La crisis política que vive el Perú desde los tiempos de Kuczynski, ante la tozudez no solo del keikismo sino del propio pepekausismo (ya hasta tenían gabinete armado y de ambas partes surgieron torpes asesores que lo petardearon), ya ha incubado un outsider con el triunfo de Pedro Castillo el 2021.

Luego de la crisis que trajo la renuncia de PPK, el ascenso de Vizcarra, su bronca con el aprofujimorismo, la disolución del Congreso, la elección de uno nuevo, la convocatoria a un referéndum, la vacancia de Vizcarra, el ascenso de Merino, su renuncia precipitada, y recién cierta calma con el ascenso de Sagasti, el país fue incubando lo que luego sobrevendría con el maestro chotano.

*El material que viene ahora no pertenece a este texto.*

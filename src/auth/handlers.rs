use crate::{
    auth::{jwt::generate_access_token, password::AdminCredentials, session::AdminSession},
    config::Config,
    error::ApiError,
    models::{LoginReqDto, LoginResponse},
};
use actix_web::{HttpResponse, web};
use serde_json::json;
use tracing::{debug, error, info, instrument};

/// Admin login
#[utoipa::path(
    post,
    path = "/auth/login",
    request_body = LoginReqDto,
    responses(
        (status = 200, description = "Admin session started", body = LoginResponse),
        (status = 400, description = "Missing username or password", body = Object, example = json!({
            "error": "Username and password are required"
        })),
        (status = 401, description = "Invalid credentials", body = Object, example = json!({
            "error": "Invalid credentials"
        })),
        (status = 429, description = "Too many login attempts")
    ),
    tag = "Auth"
)]
#[instrument(
    name = "auth_login",
    skip(admin, config, user),
    fields(username = %user.username)
)]
pub async fn login(
    user: web::Json<LoginReqDto>,
    admin: web::Data<AdminCredentials>,
    config: web::Data<Config>,
) -> Result<HttpResponse, ApiError> {
    info!("Login request received");

    if user.username.trim().is_empty() || user.password.is_empty() {
        info!("Validation failed: empty username or password");
        return Err(ApiError::validation("Username and password are required"));
    }

    debug!("Verifying credentials");
    if !admin.verify(user.username.trim(), &user.password) {
        info!("Invalid credentials");
        return Err(ApiError::unauthorized("Invalid credentials"));
    }

    let access_token =
        generate_access_token(&admin.username, &config.jwt_secret, config.access_token_ttl)
            .map_err(|e| {
                error!(error = %e, "Failed to sign access token");
                ApiError::Internal("Failed to start session".into())
            })?;

    info!("Admin logged in");
    Ok(HttpResponse::Ok().json(LoginResponse {
        access_token,
        token_type: "Bearer".into(),
        expires_in: config.access_token_ttl,
    }))
}

/// Current admin session
#[utoipa::path(
    get,
    path = "/auth/session",
    responses(
        (status = 200, description = "Token is valid", body = Object, example = json!({
            "username": "admin",
            "expires_at": 1721467800
        })),
        (status = 401, description = "Missing, invalid or expired token")
    ),
    security(
        ("bearer_auth" = [])
    ),
    tag = "Auth"
)]
pub async fn session(session: AdminSession) -> HttpResponse {
    HttpResponse::Ok().json(json!({
        "username": session.username,
        "expires_at": session.expires_at,
    }))
}
//! Proximity aggregation of tower modifiers onto nodes.
//!
//! Every effect source within the configured radius of a node contributes
//! each of its modifier payloads to the node's effect table:
//!
//! 1. sources outside the radius are ignored;
//! 2. payloads with a zero or non-finite magnitude, or a modifier id the
//!    catalog does not know, are skipped;
//! 3. a payload accumulates into the existing [`Effect`] for its modifier,
//!    unless that source already contributed to it;
//! 4. afterwards every effect is re-gated on its required content and its
//!    weight recomputed from the summed magnitude.

use std::collections::btree_map::Entry;
use std::collections::BTreeMap;

use atlas_types::{ContentId, ContentType, Coordinate, ModifierId, ModifierType};
use tracing::{debug, warn};

use crate::catalog::TypeCatalog;
use crate::node::{Effect, Node, NodeContext};

/// Aggregate every in-range source into `effects`.
///
/// With `skip_own_source` set, a source located at `at` itself is ignored.
/// Returns the number of payloads that contributed.
pub fn aggregate_effects(
    effects: &mut BTreeMap<ModifierId, Effect>,
    at: Coordinate,
    content: &BTreeMap<ContentId, ContentType>,
    ctx: &NodeContext<'_>,
    skip_own_source: bool,
) -> usize {
    let mut applied: usize = 0;
    let radius = ctx.settings.effect_radius;

    for source in ctx
        .sources
        .iter()
        .filter(|s| s.coordinates.within_radius(at, radius))
    {
        if skip_own_source && source.coordinates == at {
            continue;
        }

        for payload in &source.modifiers {
            if !payload.magnitude.is_finite() {
                warn!(
                    source = %source.coordinates,
                    modifier = %payload.modifier_id,
                    "Skipping non-finite modifier magnitude"
                );
                continue;
            }
            if payload.magnitude.abs() < f64::EPSILON {
                continue;
            }
            let Some(modifier) = ctx.catalog.modifier(payload.modifier_id.as_str()) else {
                debug!(modifier = %payload.modifier_id, "Skipping modifier missing from catalog");
                continue;
            };

            match effects.entry(payload.modifier_id.clone()) {
                Entry::Occupied(mut slot) => {
                    let effect = slot.get_mut();
                    if effect.sources.insert(source.coordinates) {
                        effect.magnitude += payload.magnitude;
                        applied = applied.saturating_add(1);
                    }
                }
                Entry::Vacant(slot) => {
                    slot.insert(Effect::seeded(modifier, payload.magnitude, source.coordinates));
                    applied = applied.saturating_add(1);
                }
            }
        }
    }

    regate_effects(effects, content, ctx.catalog);
    applied
}

/// Recompute `enabled`, `required_content_met`, and `weight` on every effect.
pub fn regate_effects(
    effects: &mut BTreeMap<ModifierId, Effect>,
    content: &BTreeMap<ContentId, ContentType>,
    catalog: &TypeCatalog,
) {
    for effect in effects.values_mut() {
        let Some(modifier) = catalog.modifier(effect.modifier_id.as_str()) else {
            effect.enabled = false;
            effect.required_content_met = false;
            continue;
        };
        effect.required_content_met = required_content_present(modifier, content);
        effect.enabled = modifier.show_on_map && effect.required_content_met;
        effect.weight = modifier.weight * effect.magnitude;
    }
}

/// Whether the modifier is ungated or some content name contains its
/// required content.
pub fn required_content_present(
    modifier: &ModifierType,
    content: &BTreeMap<ContentId, ContentType>,
) -> bool {
    match modifier.required_content.as_deref().map(str::trim) {
        None | Some("") => true,
        Some(required) => content
            .values()
            .any(|c| c.name.contains(required) || c.id.as_str().contains(required)),
    }
}

/// Enabled effects on `node` whose magnitude reaches the modifier's
/// `min_value_to_show`.
pub fn displayable_effects<'a>(
    node: &'a Node,
    catalog: &'a TypeCatalog,
) -> impl Iterator<Item = &'a Effect> + 'a {
    node.effects.values().filter(move |effect| {
        effect.enabled
            && catalog
                .modifier(effect.modifier_id.as_str())
                .is_some_and(|m| effect.magnitude >= m.min_value_to_show)
    })
}

#[cfg(test)]
#[allow(clippy::unwrap_used)]
mod tests {
    use atlas_types::{CatalogTables, EffectSource, ModifierPayload, NodeDescriptor};

    use super::*;
    use crate::catalog::tests::{content, map_type, modifier};
    use crate::scoring::ScoringSettings;

    fn catalog() -> TypeCatalog {
        let mut hidden = modifier("MapHiddenBonus", 1.0, None);
        hidden.show_on_map = false;
        let mut rare = modifier("MapRareMonsters", 2.0, None);
        rare.min_value_to_show = 5.0;
        TypeCatalog::from_tables(CatalogTables {
            map_types: vec![map_type("MapSwamp", 1.0, &[])],
            content: vec![content("Breach", 3.0), content("Expedition", 2.0)],
            biomes: Vec::new(),
            modifiers: vec![
                modifier("MapBreachChance", 1.5, Some("Breach")),
                modifier("MapPackSize", 0.5, None),
                hidden,
                rare,
            ],
        })
        .unwrap()
    }

    fn content_of(names: &[&str], catalog: &TypeCatalog) -> BTreeMap<ContentId, ContentType> {
        names
            .iter()
            .filter_map(|n| catalog.content(n).map(|c| (ContentId::new(*n), c.clone())))
            .collect()
    }

    fn approx(a: f64, b: f64) -> bool {
        (a - b).abs() < 1e-9
    }

    #[test]
    fn only_sources_within_radius_contribute() {
        let catalog = catalog();
        let settings = ScoringSettings::default();
        let sources = vec![
            EffectSource::new(
                Coordinate::new(11, 0),
                vec![ModifierPayload::new("MapPackSize", 2.0)],
            ),
            EffectSource::new(
                Coordinate::new(0, 12),
                vec![ModifierPayload::new("MapPackSize", 7.0)],
            ),
        ];
        let ctx = NodeContext {
            catalog: &catalog,
            sources: &sources,
            settings: &settings,
        };
        let mut effects = BTreeMap::new();
        let applied =
            aggregate_effects(&mut effects, Coordinate::new(0, 0), &BTreeMap::new(), &ctx, false);
        assert_eq!(applied, 1);
        let effect = effects.get("MapPackSize");
        assert!(effect.is_some_and(|e| approx(e.magnitude, 2.0) && approx(e.weight, 1.0)));
    }

    #[test]
    fn magnitudes_accumulate_across_sources() {
        let catalog = catalog();
        let settings = ScoringSettings::default();
        let sources = vec![
            EffectSource::new(
                Coordinate::new(1, 0),
                vec![ModifierPayload::new("MapPackSize", 2.0)],
            ),
            EffectSource::new(
                Coordinate::new(0, 1),
                vec![ModifierPayload::new("MapPackSize", 3.0)],
            ),
        ];
        let ctx = NodeContext {
            catalog: &catalog,
            sources: &sources,
            settings: &settings,
        };
        let mut effects = BTreeMap::new();
        aggregate_effects(&mut effects, Coordinate::new(0, 0), &BTreeMap::new(), &ctx, false);
        assert_eq!(effects.len(), 1);
        let effect = effects.get("MapPackSize");
        assert!(effect.is_some_and(|e| approx(e.magnitude, 5.0) && e.sources.len() == 2));
    }

    #[test]
    fn reprocessing_a_source_does_not_double_count() {
        let catalog = catalog();
        let settings = ScoringSettings::default();
        let sources = vec![EffectSource::new(
            Coordinate::new(2, 2),
            vec![ModifierPayload::new("MapPackSize", 4.0)],
        )];
        let ctx = NodeContext {
            catalog: &catalog,
            sources: &sources,
            settings: &settings,
        };
        let mut effects = BTreeMap::new();
        aggregate_effects(&mut effects, Coordinate::new(0, 0), &BTreeMap::new(), &ctx, false);
        let again =
            aggregate_effects(&mut effects, Coordinate::new(0, 0), &BTreeMap::new(), &ctx, false);
        assert_eq!(again, 0);
        assert!(effects.get("MapPackSize").is_some_and(|e| approx(e.magnitude, 4.0)));
    }

    #[test]
    fn required_content_gates_enabled_flag() {
        let catalog = catalog();
        let settings = ScoringSettings::default();
        let sources = vec![EffectSource::new(
            Coordinate::new(1, 1),
            vec![ModifierPayload::new("MapBreachChance", 9.0)],
        )];
        let ctx = NodeContext {
            catalog: &catalog,
            sources: &sources,
            settings: &settings,
        };

        let mut without = BTreeMap::new();
        let expedition = content_of(&["Expedition"], &catalog);
        aggregate_effects(&mut without, Coordinate::new(0, 0), &expedition, &ctx, false);
        let effect = without.get("MapBreachChance");
        assert!(effect.is_some_and(|e| !e.enabled && !e.required_content_met));

        let mut with = BTreeMap::new();
        let breach = content_of(&["Breach"], &catalog);
        aggregate_effects(&mut with, Coordinate::new(0, 0), &breach, &ctx, false);
        let effect = with.get("MapBreachChance");
        assert!(effect.is_some_and(|e| e.enabled && e.required_content_met));
    }

    #[test]
    fn hidden_modifier_is_disabled_but_still_gated_for_scoring() {
        let catalog = catalog();
        let settings = ScoringSettings::default();
        let sources = vec![EffectSource::new(
            Coordinate::new(1, 1),
            vec![ModifierPayload::new("MapHiddenBonus", 1.0)],
        )];
        let ctx = NodeContext {
            catalog: &catalog,
            sources: &sources,
            settings: &settings,
        };
        let mut effects = BTreeMap::new();
        aggregate_effects(&mut effects, Coordinate::new(0, 0), &BTreeMap::new(), &ctx, false);
        let effect = effects.get("MapHiddenBonus");
        assert!(effect.is_some_and(|e| !e.enabled && e.required_content_met));
    }

    #[test]
    fn bad_payloads_are_skipped() {
        let catalog = catalog();
        let settings = ScoringSettings::default();
        let sources = vec![EffectSource::new(
            Coordinate::new(1, 1),
            vec![
                ModifierPayload::new("MapPackSize", f64::NAN),
                ModifierPayload::new("MapPackSize", 0.0),
                ModifierPayload::new("MapUnknownModifier", 3.0),
            ],
        )];
        let ctx = NodeContext {
            catalog: &catalog,
            sources: &sources,
            settings: &settings,
        };
        let mut effects = BTreeMap::new();
        let applied =
            aggregate_effects(&mut effects, Coordinate::new(0, 0), &BTreeMap::new(), &ctx, false);
        assert_eq!(applied, 0);
        assert!(effects.is_empty());
    }

    #[test]
    fn display_threshold_filters_small_magnitudes() {
        let catalog = catalog();
        let settings = ScoringSettings::default();
        let sources = vec![EffectSource::new(
            Coordinate::new(1, 1),
            vec![
                ModifierPayload::new("MapRareMonsters", 2.0),
                ModifierPayload::new("MapPackSize", 1.0),
            ],
        )];
        let ctx = NodeContext {
            catalog: &catalog,
            sources: &sources,
            settings: &settings,
        };
        let descriptor = NodeDescriptor::new(Coordinate::new(0, 0), "MapSwamp");
        let node = Node::from_descriptor(&descriptor, &ctx).unwrap();
        let shown: Vec<&str> = displayable_effects(&node, &catalog)
            .map(|e| e.modifier_id.as_str())
            .collect();
        assert_eq!(shown, vec!["MapPackSize"]);
    }
}
//! The cached node record and its create/refresh protocol.
//!
//! A [`Node`] is built once from the first [`NodeDescriptor`] seen at its
//! coordinate and then refreshed in place on every later pass. Visited nodes
//! are frozen: their weight is pinned to [`VISITED_WEIGHT`] and later
//! descriptors no longer touch them.
//!
//! [`VISITED_WEIGHT`]: crate::scoring::VISITED_WEIGHT

use std::collections::{BTreeMap, BTreeSet};

use atlas_types::{
    BiomeId, BiomeType, ContentId, ContentType, Coordinate, EffectSource, MapType, ModifierId,
    ModifierType, NodeAddress, NodeDescriptor,
};
use tracing::warn;

use crate::catalog::TypeCatalog;
use crate::effects;
use crate::error::{CatalogTable, WorldError};
use crate::scoring::{self, ScoringSettings};

/// Everything node construction needs besides the descriptor itself.
#[derive(Debug, Clone, Copy)]
pub struct NodeContext<'a> {
    /// Catalog used to resolve ids.
    pub catalog: &'a TypeCatalog,
    /// Effect sources from the current snapshot.
    pub sources: &'a [EffectSource],
    /// Radius and tower classification.
    pub settings: &'a ScoringSettings,
}

/// A modifier aggregated onto a node from every tower in range.
#[derive(Debug, Clone, PartialEq)]
pub struct Effect {
    /// Modifier catalog key.
    pub modifier_id: ModifierId,
    /// Display name copied from the catalog.
    pub name: String,
    /// Display description copied from the catalog.
    pub description: String,
    /// Summed magnitude over all contributing sources.
    pub magnitude: f64,
    /// `modifier.weight * magnitude`.
    pub weight: f64,
    /// Whether the effect is eligible for display.
    pub enabled: bool,
    /// Whether the modifier's required content is present on the node.
    pub required_content_met: bool,
    /// Coordinates of the towers that contributed.
    pub sources: BTreeSet<Coordinate>,
}

impl Effect {
    /// A fresh effect seeded from its catalog entry and first source.
    pub fn seeded(modifier: &ModifierType, magnitude: f64, source: Coordinate) -> Self {
        Self {
            modifier_id: modifier.id.clone(),
            name: modifier.name.clone(),
            description: modifier.description.clone(),
            magnitude,
            weight: modifier.weight * magnitude,
            enabled: false,
            required_content_met: false,
            sources: BTreeSet::from([source]),
        }
    }
}

/// Result of refreshing an already-cached node.
#[derive(Debug, Clone, Copy, PartialEq, Eq)]
pub enum NodeRefresh {
    /// The node was already visited and was left untouched.
    Unchanged,
    /// The node just became visited; its weight is now the sentinel.
    MarkedVisited,
    /// Flags, content, effects, and weight were recomputed.
    Rescored,
}

/// Derived state for one discovered coordinate.
#[derive(Debug, Clone, PartialEq)]
pub struct Node {
    /// Grid position and cache key.
    pub coordinates: Coordinate,
    /// Opaque correlation id from the snapshot.
    pub address: NodeAddress,
    /// Opaque correlation id of the parent element.
    pub parent_address: NodeAddress,
    /// Whether the node is unlocked.
    pub is_unlocked: bool,
    /// Whether the node is visible.
    pub is_visible: bool,
    /// Whether the node has been visited.
    pub is_visited: bool,
    /// Whether the node is currently active.
    pub is_active: bool,
    /// Whether the map type is one of the configured tower types.
    pub is_tower: bool,
    /// Resolved map type (a placeholder when the catalog lacks it).
    pub map_type: MapType,
    /// Content present on the node, keyed by name.
    pub content: BTreeMap<ContentId, ContentType>,
    /// Biomes inherited from the map type.
    pub biomes: BTreeMap<BiomeId, BiomeType>,
    /// Aggregated tower modifiers keyed by modifier id.
    pub effects: BTreeMap<ModifierId, Effect>,
    /// Coordinates of linked cached nodes, at most four.
    pub neighbors: BTreeSet<Coordinate>,
    /// Composite desirability score.
    pub weight: f64,
    /// UI toggle: draw this tower's range.
    pub draw_towers: bool,
}

impl Node {
    /// Build a node from its first descriptor.
    ///
    /// # Errors
    ///
    /// Returns [`WorldError::MalformedDescriptor`] if the descriptor has no
    /// coordinate or no map id.
    pub fn from_descriptor(
        descriptor: &NodeDescriptor,
        ctx: &NodeContext<'_>,
    ) -> Result<Self, WorldError> {
        let (coordinates, raw_map_id) = validate(descriptor)?;
        let map_type = resolve_map_type(ctx.catalog, raw_map_id);

        let mut node = Self {
            coordinates,
            address: descriptor.address,
            parent_address: descriptor.parent_address,
            is_unlocked: descriptor.is_unlocked,
            is_visible: descriptor.is_visible,
            is_visited: descriptor.is_visited,
            is_active: descriptor.is_active,
            is_tower: ctx.settings.is_tower(&map_type, raw_map_id),
            content: resolve_content(ctx.catalog, &descriptor.content),
            biomes: resolve_biomes(ctx.catalog, &map_type),
            map_type,
            effects: BTreeMap::new(),
            neighbors: BTreeSet::new(),
            weight: 0.0,
            draw_towers: false,
        };

        // A claimed self-frozen tower no longer counts its own broadcast.
        let skip_own = node.is_visited && ctx.settings.is_self_frozen(&node.map_type, raw_map_id);
        effects::aggregate_effects(&mut node.effects, coordinates, &node.content, ctx, skip_own);
        node.weight = scoring::node_weight(&node);
        Ok(node)
    }

    /// Overwrite the mutable fields from a later descriptor.
    ///
    /// Neighbors and the `draw_towers` toggle are never touched here.
    ///
    /// # Errors
    ///
    /// Returns [`WorldError::MalformedDescriptor`] if the descriptor is
    /// malformed or reports a different coordinate.
    pub fn refresh(
        &mut self,
        descriptor: &NodeDescriptor,
        ctx: &NodeContext<'_>,
    ) -> Result<NodeRefresh, WorldError> {
        if self.is_visited {
            return Ok(NodeRefresh::Unchanged);
        }

        let (coordinates, raw_map_id) = validate(descriptor)?;
        if coordinates != self.coordinates {
            return Err(WorldError::MalformedDescriptor {
                reason: format!(
                    "descriptor for {coordinates} applied to node at {}",
                    self.coordinates
                ),
            });
        }

        self.address = descriptor.address;
        self.parent_address = descriptor.parent_address;
        self.is_unlocked = descriptor.is_unlocked;
        self.is_visible = descriptor.is_visible;
        self.is_visited = descriptor.is_visited;
        self.is_active = descriptor.is_active;
        self.map_type = resolve_map_type(ctx.catalog, raw_map_id);
        self.is_tower = ctx.settings.is_tower(&self.map_type, raw_map_id);
        self.content = resolve_content(ctx.catalog, &descriptor.content);
        self.biomes = resolve_biomes(ctx.catalog, &self.map_type);

        if self.is_visited {
            // Effects from the last unvisited pass stay readable but frozen.
            self.weight = scoring::node_weight(self);
            return Ok(NodeRefresh::MarkedVisited);
        }

        self.effects.clear();
        effects::aggregate_effects(
            &mut self.effects,
            self.coordinates,
            &self.content,
            ctx,
            false,
        );
        self.weight = scoring::node_weight(self);
        Ok(NodeRefresh::Rescored)
    }

    /// Display name of the node's map type.
    pub fn name(&self) -> &str {
        &self.map_type.name
    }

    /// Whether the node was entered but not completed.
    pub const fn is_failed(&self) -> bool {
        self.is_visited && !self.is_unlocked
    }

    /// Alias of [`is_failed`](Self::is_failed).
    pub const fn is_attempted(&self) -> bool {
        self.is_failed()
    }

    /// Whether any content on the node has a name containing `needle`.
    pub fn has_content(&self, needle: &str) -> bool {
        self.content
            .values()
            .any(|c| c.name.contains(needle) || c.id.as_str().contains(needle))
    }
}

/// Extract the coordinate and raw map id, rejecting records missing either.
pub(crate) fn validate(descriptor: &NodeDescriptor) -> Result<(Coordinate, &str), WorldError> {
    let Some(coordinates) = descriptor.coordinates else {
        return Err(WorldError::MalformedDescriptor {
            reason: String::from("missing coordinates"),
        });
    };
    match descriptor.map_id.as_deref().map(str::trim) {
        Some(raw) if !raw.is_empty() => Ok((coordinates, raw)),
        _ => Err(WorldError::MalformedDescriptor {
            reason: format!("missing map id at {coordinates}"),
        }),
    }
}

fn resolve_map_type(catalog: &TypeCatalog, raw_map_id: &str) -> MapType {
    if let Some(found) = catalog.map_type(raw_map_id) {
        return found.clone();
    }
    let err = WorldError::MissingCatalogEntry {
        table: CatalogTable::MapType,
        id: raw_map_id.to_owned(),
    };
    warn!(%err, "Using placeholder map type");
    MapType::placeholder(raw_map_id)
}

fn resolve_content(catalog: &TypeCatalog, names: &[ContentId]) -> BTreeMap<ContentId, ContentType> {
    names
        .iter()
        .map(|id| {
            let content = catalog.content(id.as_str()).cloned().unwrap_or_else(|| {
                warn!(content = %id, "Unknown content, scoring it as zero");
                ContentType::placeholder(id)
            });
            (id.clone(), content)
        })
        .collect()
}

fn resolve_biomes(catalog: &TypeCatalog, map_type: &MapType) -> BTreeMap<BiomeId, BiomeType> {
    map_type
        .biomes
        .iter()
        .map(|id| {
            let biome = catalog.biome(id.as_str()).cloned().unwrap_or_else(|| {
                warn!(biome = %id, map_type = %map_type.id, "Unknown biome, scoring it as zero");
                BiomeType::placeholder(id)
            });
            (id.clone(), biome)
        })
        .collect()
}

El país está harto de la crisis y del establishment que, entiende, la ha provocado. La inmensa mayoría de la ciudadanía quiere vivir en democracia, a pesar de todo, pero en una democracia estable, que no genere zozobra permanente ni haga trastabillar la perspectiva vital de cada quien.

A esta situación de crisis política, que persiste a pesar de la salida de Castillo del poder, se suman otros dos potentes factores de hartazgo ciudadano: la indignación creciente que provoca la inseguridad, y el malestar galopante de la crisis inflacionaria, que de milagro no han generado ya un estallido social significativo.

La gente está harta, no soporta más, está cansada de ver los noticieros plagados de noticias de robos o de escándalos en el Congreso y el gobierno, ha perdido toda confianza en el futuro inmediato y ve con pesimismo lo que pueda sobrevenir. Está dispuesta, pues, a patear el tablero sin ningún rubor democrático, inclusive por opciones autoritarias o en los márgenes del modelo vigente.

La clase política y los poderes fácticos -que hacen poco o nada para presionar por reencontrar el rumbo- están sembrando el terreno minado de un candidato disruptivo, imprevisible, de alto riesgo democrático.